Trzymałam za łańcuch i patrzyłam w oczy przyjaciółki. Uśmiechnęłam się zaciekle i wystawiłam mój łup w jej stronę.

- Chcesz go? Śmiało.

Zrobiłam obrót i z wielką siłą uderzyłam nogą przyjaciółkę w ramię, tak że kawałek odleciała. Nagle usłyszałam syreny.

- Zabieramy się stąd!

Podbiegłam do Riddlera i Pingwina, a potem całą trójką jak najszybciej na zewnątrz. Założyłam na siebie kaptur, aby w razie czego nie było widać mojej twarzy. Pod peleryną ukryłam łup. W drugiej ręce trzymałam broń, tak samo jak moi towarzysze.

- Uciekniemy? - Zapytałam.

- Musimy się dostać z powrotem do motorów, inaczej marny nasz los. – odparł ciężko dysząc Edward – Mam pewien plan. Wy idziecie, ja się nimi zajmę.

- Ed...

- To nie podlega dyskusji. Spotkamy się u ciebie Sugar.

Spojrzałam na Pingwina, ale ten tylko przytaknął mu głową i pociągnął mnie za ramię. Staraliśmy się iść ciemnymi uliczkami, ale teraz wszędzie, dosłownie wszędzie były gliny. Nie wiem co kombinował Zagadka, ale w pewnej chwili doszło do wybuchu. Coś wyleciało w powietrze z głośnym hukiem i odwróciło uwagę psów. Chmura ognia poszybowała w górę, w miejscu gdzie przed chwilą pożegnaliśmy Nygmę.

- Edward?

- Nie zatrzymujmy się. Założę się, ze to jego sprawka. Jedźmy.

Na motorze nie zabrakło miejsca dla worków z hajsem i moich łupów. Z miejsca dodałam gazu i motor wręcz skoczył do przodu, przez co Oswald o mały włos nie zleciał. Nie byłam pewna, czy on wie gdzie mieszka Joker, ale teraz to było nieistotne. Naszym kierunkiem było Stare Gotham.

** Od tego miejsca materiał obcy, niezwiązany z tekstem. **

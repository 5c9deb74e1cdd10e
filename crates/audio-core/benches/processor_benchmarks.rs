use criterion::{BenchmarkId, Criterion, Throughput, black_box, criterion_group, criterion_main};
use rstelecom_audio_core::engine::{SELECTOR_GSM, SELECTOR_MU_LAW, SELECTOR_VOX};
use rstelecom_audio_core::filter::{DEFAULT_FILTER_ORDER, GainTable, ResamplingChain};
use rstelecom_audio_core::prelude::*;

// --- Common benchmark configuration ---
const BLOCK: usize = 512;
const SAMPLE_RATE: f64 = 48000.0;

fn stereo_block() -> AudioBuffer {
    let samples: Vec<f32> = (0..BLOCK)
        .map(|n| {
            let t = n as f32 / SAMPLE_RATE as f32;
            0.3 * (2.0 * std::f32::consts::PI * 220.0 * t).sin() + 0.1 * (2.0 * std::f32::consts::PI * 1300.0 * t).sin()
        })
        .collect();
    AudioBuffer::from_channels(vec![samples.clone(), samples]).unwrap()
}

/// Pre-filter, hold and post-filter alone, per factor
fn bench_resampling_chain(c: &mut Criterion) {
    let input = stereo_block();
    let mut group = c.benchmark_group("resampling_chain");
    group.throughput(Throughput::Elements(BLOCK as u64));

    for factor in [1u32, 4, 8] {
        let mut chain = ResamplingChain::new(SAMPLE_RATE, 1, DEFAULT_FILTER_ORDER, factor, GainTable::hold()).unwrap();
        group.bench_with_input(BenchmarkId::from_parameter(factor), &factor, |b, _| {
            b.iter(|| {
                input
                    .channel(0)
                    .iter()
                    .map(|&x| chain.process_sample(0, black_box(x), |held| held))
                    .sum::<f32>()
            })
        });
    }

    group.finish();
}

/// One stereo block through each processor at factor 6
fn bench_processors(c: &mut Criterion) {
    let config = EngineConfig::default();
    let spec = ProcessSpec::new(SAMPLE_RATE, 2, BLOCK);
    let input = stereo_block();
    let mut group = c.benchmark_group("processors");
    group.throughput(Throughput::Elements((BLOCK * 2) as u64));

    let processors: Vec<Box<dyn CodecProcessor>> = vec![
        Box::new(VoxProcessor::new(&config)),
        Box::new(CompanderProcessor::mu_law(&config)),
        Box::new(CompanderProcessor::a_law(&config)),
        Box::new(GsmProcessor::new(&config)),
    ];

    for mut processor in processors {
        processor.set_parameters(CodecParameters::new(6, 1));
        processor.prepare(&spec).unwrap();
        group.bench_function(processor.name(), |b| {
            b.iter(|| {
                let mut buffer = input.clone();
                processor.process_block(black_box(&mut buffer));
                buffer
            })
        });
    }

    group.finish();
}

/// Two chained slots, steady state and with a swap every block
fn bench_slot_engine(c: &mut Criterion) {
    let input = stereo_block();
    let mut group = c.benchmark_group("slot_engine");
    group.throughput(Throughput::Elements((BLOCK * 2) as u64));

    let mut engine = SlotEngine::new(EngineConfig::default()).unwrap();
    engine.prepare(&ProcessSpec::new(SAMPLE_RATE, 2, BLOCK)).unwrap();
    let steady = ControlSnapshot::new(CodecParameters::new(4, 1), &[SELECTOR_VOX, SELECTOR_MU_LAW]);

    group.bench_function("steady", |b| {
        b.iter(|| {
            let mut buffer = input.clone();
            engine.process_block_with(black_box(&mut buffer), &steady);
            buffer
        })
    });

    let swaps = [
        ControlSnapshot::new(CodecParameters::new(4, 1), &[SELECTOR_GSM, SELECTOR_MU_LAW]),
        ControlSnapshot::new(CodecParameters::new(4, 1), &[SELECTOR_VOX, SELECTOR_MU_LAW]),
    ];
    let mut turn = 0usize;
    group.bench_function("swap_every_block", |b| {
        b.iter(|| {
            let mut buffer = input.clone();
            engine.process_block_with(black_box(&mut buffer), &swaps[turn % 2]);
            turn += 1;
            buffer
        })
    });

    group.finish();
}

criterion_group!(benches, bench_resampling_chain, bench_processors, bench_slot_engine);
criterion_main!(benches);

Zatrzymałam się dopiero gdy wjechałam na teren posesji i zamknęłam za sobą bramę. Pingwin był szczęśliwy, ze wreszcie mógł zejść. To jednak nie dla niego. Weszliśmy do domu i oboje oparliśmy się o ścianę ciężko dysząc. Spojrzeliśmy po sobie i wręcz nie mogłam powstrzymać śmiechu. Nie mogłam przestać, otarłam ręką czoło. Pingwin dopiero po chwili mi zawtórował. Właśnie napadliśmy na komisariat, ratusz i bank, oprócz złowionej forsy, narobiliśmy szumu, a ja sprzedałam kopa przyjaciółce. Akurat tego żałowałam, ale cała reszta była nie do przebicia.

- Nie wiem jak ty, ale ja funduję sobie mocnego drinka.

- W takim wazie i ja poproszę. Nie żałuj sobie.

Był wyraźnie rozbawiony, rzadko go takiego widziałam, a teraz było widać, ze on także żyje. I o to mi chodziło. Kiedy ludzie się uśmiechali, tak szczerze i tak szeroko... chyba pomału zaczynałam rozumieć Jokera. Nie wiem czy chciał czuć to co ja teraz, ale tak to interpretowałam. Może tak naprawdę nie do końca był psychopatą?

W tym momencie, nalewając whiskey zapomniałam o jednym. J z pewnością nie spodziewał się gości. Był tak cicho, ze nawet go nie wyczułam swoimi zmysłami. Dostrzegłam go dopiero gdy skoczył na Oswalda i przygniótł go do ziemi z warczeniem.

- O boże! Oz, wybacz, zapomniałam o nim. J, zejdź z niego! Waruj!

Pies mnie usłuchał, ale dalej warczał. Odszedł, aby się przywitać i polizać mi dłoń. Podeszłam do leżącego i pomogłam mu wstać.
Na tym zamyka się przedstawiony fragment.